• _The task_:
Which lines in the records below hold the word "resolve"? Copy each of them.

+++

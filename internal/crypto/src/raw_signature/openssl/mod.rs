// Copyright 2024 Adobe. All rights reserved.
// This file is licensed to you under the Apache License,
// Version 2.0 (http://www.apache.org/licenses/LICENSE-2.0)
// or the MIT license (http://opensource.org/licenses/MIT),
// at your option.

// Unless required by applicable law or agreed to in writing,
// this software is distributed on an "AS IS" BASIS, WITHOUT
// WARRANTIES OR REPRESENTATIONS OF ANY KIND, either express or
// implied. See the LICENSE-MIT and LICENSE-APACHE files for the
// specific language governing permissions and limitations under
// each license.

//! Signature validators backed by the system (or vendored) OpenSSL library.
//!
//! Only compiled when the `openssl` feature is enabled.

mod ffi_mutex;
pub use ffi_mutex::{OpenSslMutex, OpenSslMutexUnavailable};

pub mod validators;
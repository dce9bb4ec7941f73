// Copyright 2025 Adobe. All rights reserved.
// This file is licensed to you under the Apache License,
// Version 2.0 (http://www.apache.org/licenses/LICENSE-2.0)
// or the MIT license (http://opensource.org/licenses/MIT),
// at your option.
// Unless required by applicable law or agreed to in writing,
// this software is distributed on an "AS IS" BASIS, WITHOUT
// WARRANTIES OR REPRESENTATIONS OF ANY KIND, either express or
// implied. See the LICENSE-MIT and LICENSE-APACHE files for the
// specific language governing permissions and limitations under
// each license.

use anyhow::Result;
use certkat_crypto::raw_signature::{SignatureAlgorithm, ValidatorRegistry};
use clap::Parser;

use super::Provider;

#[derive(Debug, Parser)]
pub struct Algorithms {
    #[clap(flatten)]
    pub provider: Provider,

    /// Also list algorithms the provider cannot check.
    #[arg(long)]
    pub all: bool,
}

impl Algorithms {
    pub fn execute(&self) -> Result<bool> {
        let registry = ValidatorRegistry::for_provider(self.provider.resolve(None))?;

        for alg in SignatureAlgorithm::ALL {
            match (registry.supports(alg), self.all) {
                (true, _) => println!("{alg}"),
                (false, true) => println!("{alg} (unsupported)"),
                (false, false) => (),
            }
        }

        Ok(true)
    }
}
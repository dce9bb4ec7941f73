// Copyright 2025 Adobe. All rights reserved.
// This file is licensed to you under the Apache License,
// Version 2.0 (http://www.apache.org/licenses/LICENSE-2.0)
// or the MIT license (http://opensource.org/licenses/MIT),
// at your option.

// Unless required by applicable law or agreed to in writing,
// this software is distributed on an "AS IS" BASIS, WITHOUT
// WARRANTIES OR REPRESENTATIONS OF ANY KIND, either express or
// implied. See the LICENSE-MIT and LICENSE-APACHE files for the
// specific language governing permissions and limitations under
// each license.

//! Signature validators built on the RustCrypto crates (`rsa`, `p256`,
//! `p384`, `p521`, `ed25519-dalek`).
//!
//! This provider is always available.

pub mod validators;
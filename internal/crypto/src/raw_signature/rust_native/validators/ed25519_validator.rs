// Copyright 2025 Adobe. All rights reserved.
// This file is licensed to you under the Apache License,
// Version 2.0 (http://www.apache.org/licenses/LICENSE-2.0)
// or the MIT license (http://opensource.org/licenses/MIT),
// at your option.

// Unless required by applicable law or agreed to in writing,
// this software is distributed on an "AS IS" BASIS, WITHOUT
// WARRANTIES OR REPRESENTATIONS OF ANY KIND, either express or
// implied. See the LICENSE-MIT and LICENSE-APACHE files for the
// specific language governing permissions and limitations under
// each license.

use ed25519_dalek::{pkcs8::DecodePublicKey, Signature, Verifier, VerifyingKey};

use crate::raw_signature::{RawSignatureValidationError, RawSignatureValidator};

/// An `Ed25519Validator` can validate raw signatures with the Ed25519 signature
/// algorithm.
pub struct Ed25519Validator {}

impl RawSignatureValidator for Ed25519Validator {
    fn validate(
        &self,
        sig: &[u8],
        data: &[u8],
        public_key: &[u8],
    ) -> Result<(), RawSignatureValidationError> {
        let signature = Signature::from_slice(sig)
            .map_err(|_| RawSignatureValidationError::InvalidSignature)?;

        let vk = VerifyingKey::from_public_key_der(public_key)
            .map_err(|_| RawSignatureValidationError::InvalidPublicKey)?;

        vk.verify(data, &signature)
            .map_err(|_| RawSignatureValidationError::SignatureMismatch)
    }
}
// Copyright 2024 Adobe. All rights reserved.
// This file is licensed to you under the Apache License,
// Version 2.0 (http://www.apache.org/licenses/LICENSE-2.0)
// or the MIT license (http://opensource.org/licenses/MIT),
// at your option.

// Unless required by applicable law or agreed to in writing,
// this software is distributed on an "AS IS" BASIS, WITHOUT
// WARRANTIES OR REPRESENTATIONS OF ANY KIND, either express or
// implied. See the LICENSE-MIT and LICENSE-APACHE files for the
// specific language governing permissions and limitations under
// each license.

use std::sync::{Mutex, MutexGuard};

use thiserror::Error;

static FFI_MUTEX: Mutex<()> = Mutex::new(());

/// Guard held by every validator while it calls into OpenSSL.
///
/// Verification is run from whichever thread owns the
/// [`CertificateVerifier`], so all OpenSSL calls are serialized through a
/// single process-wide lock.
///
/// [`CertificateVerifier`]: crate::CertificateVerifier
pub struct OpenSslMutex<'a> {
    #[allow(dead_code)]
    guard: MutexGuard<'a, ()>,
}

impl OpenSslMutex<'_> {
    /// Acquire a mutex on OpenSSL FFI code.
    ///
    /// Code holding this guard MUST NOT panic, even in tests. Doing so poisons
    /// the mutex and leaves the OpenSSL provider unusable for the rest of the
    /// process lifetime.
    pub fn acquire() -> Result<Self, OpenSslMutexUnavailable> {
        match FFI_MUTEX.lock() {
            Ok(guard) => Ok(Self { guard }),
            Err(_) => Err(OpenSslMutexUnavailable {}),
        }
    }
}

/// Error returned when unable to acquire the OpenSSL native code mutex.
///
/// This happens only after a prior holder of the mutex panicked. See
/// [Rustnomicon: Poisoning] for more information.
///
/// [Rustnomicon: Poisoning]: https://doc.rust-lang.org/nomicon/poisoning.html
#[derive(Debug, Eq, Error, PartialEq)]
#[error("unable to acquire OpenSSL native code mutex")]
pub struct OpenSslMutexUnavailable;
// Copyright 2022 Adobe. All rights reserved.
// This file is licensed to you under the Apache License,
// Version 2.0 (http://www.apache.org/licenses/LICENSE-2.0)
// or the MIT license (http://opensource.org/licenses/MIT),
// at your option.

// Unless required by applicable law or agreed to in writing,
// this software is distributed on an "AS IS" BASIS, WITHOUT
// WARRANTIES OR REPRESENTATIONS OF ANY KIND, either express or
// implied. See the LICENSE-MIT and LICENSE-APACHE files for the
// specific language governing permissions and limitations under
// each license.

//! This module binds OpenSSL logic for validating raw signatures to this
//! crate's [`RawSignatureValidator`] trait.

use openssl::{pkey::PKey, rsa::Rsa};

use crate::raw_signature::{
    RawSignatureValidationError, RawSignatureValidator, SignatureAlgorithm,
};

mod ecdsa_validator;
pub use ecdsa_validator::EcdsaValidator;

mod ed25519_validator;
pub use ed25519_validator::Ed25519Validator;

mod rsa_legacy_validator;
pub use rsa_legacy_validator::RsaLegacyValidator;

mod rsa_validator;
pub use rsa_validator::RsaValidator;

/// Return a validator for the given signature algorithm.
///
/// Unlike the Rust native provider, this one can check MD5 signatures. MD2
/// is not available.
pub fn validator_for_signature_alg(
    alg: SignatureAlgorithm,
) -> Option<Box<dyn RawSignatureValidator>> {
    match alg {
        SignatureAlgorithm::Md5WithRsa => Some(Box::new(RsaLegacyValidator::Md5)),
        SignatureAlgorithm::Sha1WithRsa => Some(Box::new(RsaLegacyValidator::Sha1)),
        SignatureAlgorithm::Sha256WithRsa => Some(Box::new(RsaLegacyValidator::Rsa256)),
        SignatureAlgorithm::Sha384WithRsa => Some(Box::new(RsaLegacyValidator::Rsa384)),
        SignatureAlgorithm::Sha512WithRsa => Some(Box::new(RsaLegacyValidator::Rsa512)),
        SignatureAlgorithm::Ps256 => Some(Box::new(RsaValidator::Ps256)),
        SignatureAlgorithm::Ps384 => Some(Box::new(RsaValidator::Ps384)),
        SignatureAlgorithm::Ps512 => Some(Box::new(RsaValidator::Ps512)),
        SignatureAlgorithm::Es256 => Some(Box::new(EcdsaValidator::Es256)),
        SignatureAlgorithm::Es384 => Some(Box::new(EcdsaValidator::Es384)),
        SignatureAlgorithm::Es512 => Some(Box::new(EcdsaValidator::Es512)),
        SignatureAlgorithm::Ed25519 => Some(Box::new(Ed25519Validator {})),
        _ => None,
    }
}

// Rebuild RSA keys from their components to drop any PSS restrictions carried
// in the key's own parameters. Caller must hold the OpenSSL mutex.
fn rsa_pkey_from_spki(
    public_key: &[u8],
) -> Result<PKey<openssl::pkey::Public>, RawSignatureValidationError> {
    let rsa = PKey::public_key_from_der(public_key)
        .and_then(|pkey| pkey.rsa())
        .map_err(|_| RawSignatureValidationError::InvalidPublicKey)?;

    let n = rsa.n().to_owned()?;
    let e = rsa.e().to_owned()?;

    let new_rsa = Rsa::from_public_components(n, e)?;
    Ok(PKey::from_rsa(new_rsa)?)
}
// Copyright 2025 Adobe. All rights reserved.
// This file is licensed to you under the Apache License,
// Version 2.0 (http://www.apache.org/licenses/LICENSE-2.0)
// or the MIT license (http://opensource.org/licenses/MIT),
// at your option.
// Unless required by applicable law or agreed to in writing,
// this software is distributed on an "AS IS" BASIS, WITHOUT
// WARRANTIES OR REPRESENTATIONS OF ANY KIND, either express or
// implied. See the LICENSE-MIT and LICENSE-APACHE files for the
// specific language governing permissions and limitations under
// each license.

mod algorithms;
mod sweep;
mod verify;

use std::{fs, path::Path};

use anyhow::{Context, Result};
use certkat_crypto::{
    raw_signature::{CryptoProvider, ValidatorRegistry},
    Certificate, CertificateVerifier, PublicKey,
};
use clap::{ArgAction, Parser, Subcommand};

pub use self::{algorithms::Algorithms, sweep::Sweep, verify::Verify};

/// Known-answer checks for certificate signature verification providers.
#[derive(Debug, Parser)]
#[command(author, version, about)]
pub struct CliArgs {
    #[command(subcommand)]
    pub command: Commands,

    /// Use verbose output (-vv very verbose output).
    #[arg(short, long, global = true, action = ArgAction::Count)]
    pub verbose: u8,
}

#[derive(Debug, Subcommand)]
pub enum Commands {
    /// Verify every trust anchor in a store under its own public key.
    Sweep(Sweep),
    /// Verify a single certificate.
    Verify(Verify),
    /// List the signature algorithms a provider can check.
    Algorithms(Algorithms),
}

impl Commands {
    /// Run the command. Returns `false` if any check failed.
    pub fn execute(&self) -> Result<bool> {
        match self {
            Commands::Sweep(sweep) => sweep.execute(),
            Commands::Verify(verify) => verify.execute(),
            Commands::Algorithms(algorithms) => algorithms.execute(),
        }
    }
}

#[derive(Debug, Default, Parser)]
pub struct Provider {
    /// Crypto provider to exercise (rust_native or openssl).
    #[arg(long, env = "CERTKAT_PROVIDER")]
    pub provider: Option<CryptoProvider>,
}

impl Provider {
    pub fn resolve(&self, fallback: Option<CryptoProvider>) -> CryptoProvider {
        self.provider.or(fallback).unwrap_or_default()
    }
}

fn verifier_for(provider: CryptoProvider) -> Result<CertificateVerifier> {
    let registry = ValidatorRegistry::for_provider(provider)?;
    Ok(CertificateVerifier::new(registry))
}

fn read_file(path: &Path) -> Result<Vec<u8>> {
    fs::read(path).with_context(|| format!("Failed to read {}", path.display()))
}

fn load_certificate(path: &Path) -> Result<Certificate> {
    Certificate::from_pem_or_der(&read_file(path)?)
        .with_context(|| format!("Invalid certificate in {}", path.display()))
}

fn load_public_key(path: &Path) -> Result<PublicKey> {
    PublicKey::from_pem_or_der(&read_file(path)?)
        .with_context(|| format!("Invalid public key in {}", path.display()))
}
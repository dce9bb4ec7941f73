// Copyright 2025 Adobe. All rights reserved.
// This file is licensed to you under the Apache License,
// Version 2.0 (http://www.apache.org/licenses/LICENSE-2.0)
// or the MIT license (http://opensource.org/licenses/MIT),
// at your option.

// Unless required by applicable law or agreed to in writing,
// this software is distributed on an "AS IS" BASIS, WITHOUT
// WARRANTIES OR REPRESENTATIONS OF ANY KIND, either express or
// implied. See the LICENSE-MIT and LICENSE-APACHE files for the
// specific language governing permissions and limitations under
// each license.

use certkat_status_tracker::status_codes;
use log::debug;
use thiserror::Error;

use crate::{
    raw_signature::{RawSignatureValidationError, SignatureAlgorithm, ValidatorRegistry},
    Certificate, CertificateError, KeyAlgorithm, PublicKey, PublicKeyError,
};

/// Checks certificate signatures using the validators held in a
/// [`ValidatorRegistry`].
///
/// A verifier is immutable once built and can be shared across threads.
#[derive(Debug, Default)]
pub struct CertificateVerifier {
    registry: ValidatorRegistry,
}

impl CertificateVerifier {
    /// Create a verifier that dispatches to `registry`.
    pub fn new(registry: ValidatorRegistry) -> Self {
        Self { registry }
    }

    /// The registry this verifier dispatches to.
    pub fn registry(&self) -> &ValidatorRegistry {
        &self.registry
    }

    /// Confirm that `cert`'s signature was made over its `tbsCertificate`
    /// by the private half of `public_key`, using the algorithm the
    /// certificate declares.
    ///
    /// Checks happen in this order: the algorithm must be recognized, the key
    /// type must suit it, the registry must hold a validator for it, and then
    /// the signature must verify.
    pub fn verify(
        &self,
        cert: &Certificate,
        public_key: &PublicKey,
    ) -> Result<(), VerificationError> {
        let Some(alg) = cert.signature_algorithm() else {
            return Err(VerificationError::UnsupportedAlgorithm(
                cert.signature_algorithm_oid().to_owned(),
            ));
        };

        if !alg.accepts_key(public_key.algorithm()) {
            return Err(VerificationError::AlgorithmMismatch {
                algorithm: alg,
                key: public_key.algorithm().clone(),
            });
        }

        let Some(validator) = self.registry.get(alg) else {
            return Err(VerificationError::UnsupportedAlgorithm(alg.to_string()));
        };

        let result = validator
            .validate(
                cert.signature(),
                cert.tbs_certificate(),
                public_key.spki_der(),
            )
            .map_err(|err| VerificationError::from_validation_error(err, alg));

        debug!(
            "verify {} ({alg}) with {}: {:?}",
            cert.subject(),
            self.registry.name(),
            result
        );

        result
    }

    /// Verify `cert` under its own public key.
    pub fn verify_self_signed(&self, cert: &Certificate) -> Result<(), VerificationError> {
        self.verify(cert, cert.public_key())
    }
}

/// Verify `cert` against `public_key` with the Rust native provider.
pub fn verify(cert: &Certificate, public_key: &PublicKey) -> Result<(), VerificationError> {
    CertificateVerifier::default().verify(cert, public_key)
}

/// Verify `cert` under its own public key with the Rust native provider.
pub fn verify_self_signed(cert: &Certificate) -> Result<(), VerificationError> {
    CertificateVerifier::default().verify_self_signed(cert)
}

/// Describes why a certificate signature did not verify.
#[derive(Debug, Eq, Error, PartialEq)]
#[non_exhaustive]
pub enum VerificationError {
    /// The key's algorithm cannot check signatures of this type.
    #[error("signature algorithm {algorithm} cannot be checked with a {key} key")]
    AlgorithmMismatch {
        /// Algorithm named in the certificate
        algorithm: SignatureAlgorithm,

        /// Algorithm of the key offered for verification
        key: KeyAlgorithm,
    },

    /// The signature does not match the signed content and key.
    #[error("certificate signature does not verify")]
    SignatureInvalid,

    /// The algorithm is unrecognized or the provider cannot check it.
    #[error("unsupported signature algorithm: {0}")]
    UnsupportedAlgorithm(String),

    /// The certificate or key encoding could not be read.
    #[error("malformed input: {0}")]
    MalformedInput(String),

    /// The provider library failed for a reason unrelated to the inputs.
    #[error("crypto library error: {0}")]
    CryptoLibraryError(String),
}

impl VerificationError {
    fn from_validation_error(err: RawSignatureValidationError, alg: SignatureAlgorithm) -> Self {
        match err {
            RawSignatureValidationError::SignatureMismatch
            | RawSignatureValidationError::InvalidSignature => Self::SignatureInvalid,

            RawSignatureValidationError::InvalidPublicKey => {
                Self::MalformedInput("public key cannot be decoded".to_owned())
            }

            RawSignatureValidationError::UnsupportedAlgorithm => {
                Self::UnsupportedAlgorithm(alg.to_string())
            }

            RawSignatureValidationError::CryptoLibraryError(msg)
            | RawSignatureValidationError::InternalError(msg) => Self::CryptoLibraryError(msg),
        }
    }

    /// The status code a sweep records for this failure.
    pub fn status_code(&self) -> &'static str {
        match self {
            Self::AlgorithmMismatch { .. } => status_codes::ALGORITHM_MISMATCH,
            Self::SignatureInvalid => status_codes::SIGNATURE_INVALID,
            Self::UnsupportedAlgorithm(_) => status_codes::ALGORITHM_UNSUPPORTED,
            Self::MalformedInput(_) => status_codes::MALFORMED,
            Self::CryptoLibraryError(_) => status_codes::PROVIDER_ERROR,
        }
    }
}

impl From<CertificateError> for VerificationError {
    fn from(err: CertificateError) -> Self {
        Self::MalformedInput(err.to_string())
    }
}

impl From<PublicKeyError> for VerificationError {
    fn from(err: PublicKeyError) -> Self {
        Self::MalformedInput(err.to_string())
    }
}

+++

• _Response box_:
        let registry = ValidatorRegistry::for_provider(self.provider.resolve(None))?;
    pub fn resolve(&self, fallback: Option<CryptoProvider>) -> CryptoProvider {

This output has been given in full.